The difference is not just in the way it's sold -- fresh turkey will also taste different from a frozen turkey.

Remedy: Choose the bird that best fits your preferences and your time constraints. You'll need to defrost a frozen turkey days in advance, whereas you can cook a fresh turkey right away, but its taste will be different.

Fresh turkeys are typically chilled to 26 degrees F. You should cook your fresh turkey within 1 to 2 days of purchasing. Fresh turkeys are often free-range and/or organic. They will taste a bit more wild or gamey, and the texture will be tougher than that of a conventionally raised bird.

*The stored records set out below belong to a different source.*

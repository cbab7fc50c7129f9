//! Pseudo-text substitution
//!
//! Implements the operand matching shared by `COPY ... REPLACING` and the
//! program-wide `REPLACE` directive. Operands are compared token-wise:
//! whitespace runs inside `==...==` pseudo-text collapse before matching, per
//! the COBOL-85 text-word rules. A COBOL word includes `-`, so boundary
//! checks are done by hand rather than with `\b`. The partial-word form
//! (`:TAG:`) substitutes inside words and skips the boundary checks.

use regex::Regex;

#[derive(Debug, Clone)]
pub struct ReplaceRule {
    pattern: Regex,
    replacement: String,
    /// Require non-word characters around the match (off for `:TAG:`).
    lead_guard: bool,
    trail_guard: bool,
}

fn is_word_char(c: Option<char>) -> bool {
    matches!(c, Some(c) if c.is_ascii_alphanumeric() || c == '-')
}

impl ReplaceRule {
    /// Compile one `from BY to` pair. Returns `None` for empty operands.
    pub fn compile(from: &str, to: &str) -> Option<ReplaceRule> {
        let words: Vec<&str> = from.split_whitespace().collect();
        if words.is_empty() {
            return None;
        }
        let partial = words.len() == 1
            && words[0].len() > 2
            && words[0].starts_with(':')
            && words[0].ends_with(':');
        let core = words
            .iter()
            .map(|w| regex::escape(w))
            .collect::<Vec<_>>()
            .join(r"\s+");
        let pattern = Regex::new(&format!("(?i){core}")).ok()?;
        let replacement = to.split_whitespace().collect::<Vec<_>>().join(" ");
        Some(ReplaceRule {
            pattern,
            replacement,
            lead_guard: !partial && is_word_char(from.trim_start().chars().next()),
            trail_guard: !partial && is_word_char(from.trim_end().chars().last()),
        })
    }

    pub fn apply(&self, line: &str) -> String {
        let mut out = String::new();
        let mut last = 0;
        for m in self.pattern.find_iter(line) {
            if m.start() < last {
                continue;
            }
            let boundary_ok = (!self.lead_guard
                || !is_word_char(line[..m.start()].chars().next_back()))
                && (!self.trail_guard || !is_word_char(line[m.end()..].chars().next()));
            if boundary_ok {
                out.push_str(&line[last..m.start()]);
                out.push_str(&self.replacement);
                last = m.end();
            }
        }
        out.push_str(&line[last..]);
        out
    }
}

pub fn apply_rules(rules: &[ReplaceRule], line: &str) -> String {
    let mut out = line.to_string();
    for rule in rules {
        out = rule.apply(&out);
    }
    out
}

/// Split a REPLACING/REPLACE operand list into `(from, to)` pairs.
///
/// Operands are either `==pseudo-text==` or single text-words; pairs are
/// joined by `BY`. A malformed tail drops the remaining operands rather than
/// failing the directive.
pub fn parse_pairs(clause: &str) -> Vec<(String, String)> {
    let operands = tokenize_operands(clause);
    let mut pairs = Vec::new();
    let mut i = 0;
    while i + 3 <= operands.len() {
        if !operands[i + 1].eq_ignore_ascii_case("BY") {
            break;
        }
        pairs.push((operands[i].clone(), operands[i + 2].clone()));
        i += 3;
    }
    pairs
}

fn tokenize_operands(clause: &str) -> Vec<String> {
    let mut out = Vec::new();
    let chars: Vec<char> = clause.chars().collect();
    let mut i = 0;
    while i < chars.len() {
        if chars[i].is_whitespace() {
            i += 1;
            continue;
        }
        if chars[i] == '=' && i + 1 < chars.len() && chars[i + 1] == '=' {
            let start = i + 2;
            let mut j = start;
            while j + 1 < chars.len() && !(chars[j] == '=' && chars[j + 1] == '=') {
                j += 1;
            }
            let text: String = chars[start..j.min(chars.len())].iter().collect();
            out.push(text.trim().to_string());
            i = (j + 2).min(chars.len() + 2);
        } else {
            let start = i;
            while i < chars.len() && !chars[i].is_whitespace() {
                i += 1;
            }
            let word: String = chars[start..i].iter().collect();
            let word = word.trim_end_matches('.').to_string();
            if !word.is_empty() {
                out.push(word);
            }
        }
    }
    out
}

#[cfg(test)]
mod tests {
    use super::*;

    #[test]
    fn pseudo_text_pairs() {
        let pairs = parse_pairs("==OLD-PREFIX== BY ==NEW-PREFIX==");
        assert_eq!(
            pairs,
            vec![("OLD-PREFIX".to_string(), "NEW-PREFIX".to_string())]
        );
    }

    #[test]
    fn word_operands_and_multiple_pairs() {
        let pairs = parse_pairs("ALPHA BY BETA ==X Y== BY ==Z==");
        assert_eq!(pairs.len(), 2);
        assert_eq!(pairs[0], ("ALPHA".to_string(), "BETA".to_string()));
        assert_eq!(pairs[1], ("X Y".to_string(), "Z".to_string()));
    }

    #[test]
    fn whitespace_insensitive_matching() {
        let rule = ReplaceRule::compile("MOVE   A", "MOVE B").unwrap();
        assert_eq!(rule.apply("    MOVE A TO OUT."), "    MOVE B TO OUT.");
    }

    #[test]
    fn partial_word_tag_substitutes_inside_words() {
        let rule = ReplaceRule::compile(":TAG:", "CUST").unwrap();
        assert_eq!(rule.apply("05 :TAG:-ID PIC X."), "05 CUST-ID PIC X.");
    }

    #[test]
    fn hyphen_is_part_of_a_word() {
        let rule = ReplaceRule::compile("REC", "RECORD-1").unwrap();
        assert_eq!(
            rule.apply("MOVE rec TO REC-AREA."),
            "MOVE RECORD-1 TO REC-AREA."
        );
    }
}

Turkeys that are frozen are typically of the mass-produced variety. Their flavor and texture will be more to everyone's liking -- mild flavor and tender texture. The only downside of a frozen turkey is that during defrosting, it loses much of its natural juices and thus its flavor. So brining is pretty much a necessary procedure if you wish to have a flavorful frozen turkey.



Read more: http://www.kitchendaily.com/2011/11...res-for-all-your-bird-blunders/#ixzz1dZLJyyv0

Seriously? The flavor and texture will be more to everyone's liking? That's funny since everyone who comes here and gets a fresh turkey say's they don't want store bought anymore. Mine are the BB variety but are older and fed different than the 'mass-produced variety'. Who writes this stuff?​
 
Awesome article. Probab;y written by Butterball. I send out evaluations with all my birds, and every one comes back that they liked the fresh heritage bird better than the frozen commercial bird.
 
That is crazy! Eerybody who eats one of my heritage birds doesn't want a store bird ever again. I even make one every Thanksgiving at my in-laws, one of which is a multi-billionaire who has all the best foods in the world and a personal cook at his house. Even he thinks it's the best turkey in the world and he really has tried it all.
 
The fresh turkeys I've seen sold in the markets sure look like standard commercial broad breasted whites. The only difference should be that they haven't been frozen. They really shouldn't taste any different.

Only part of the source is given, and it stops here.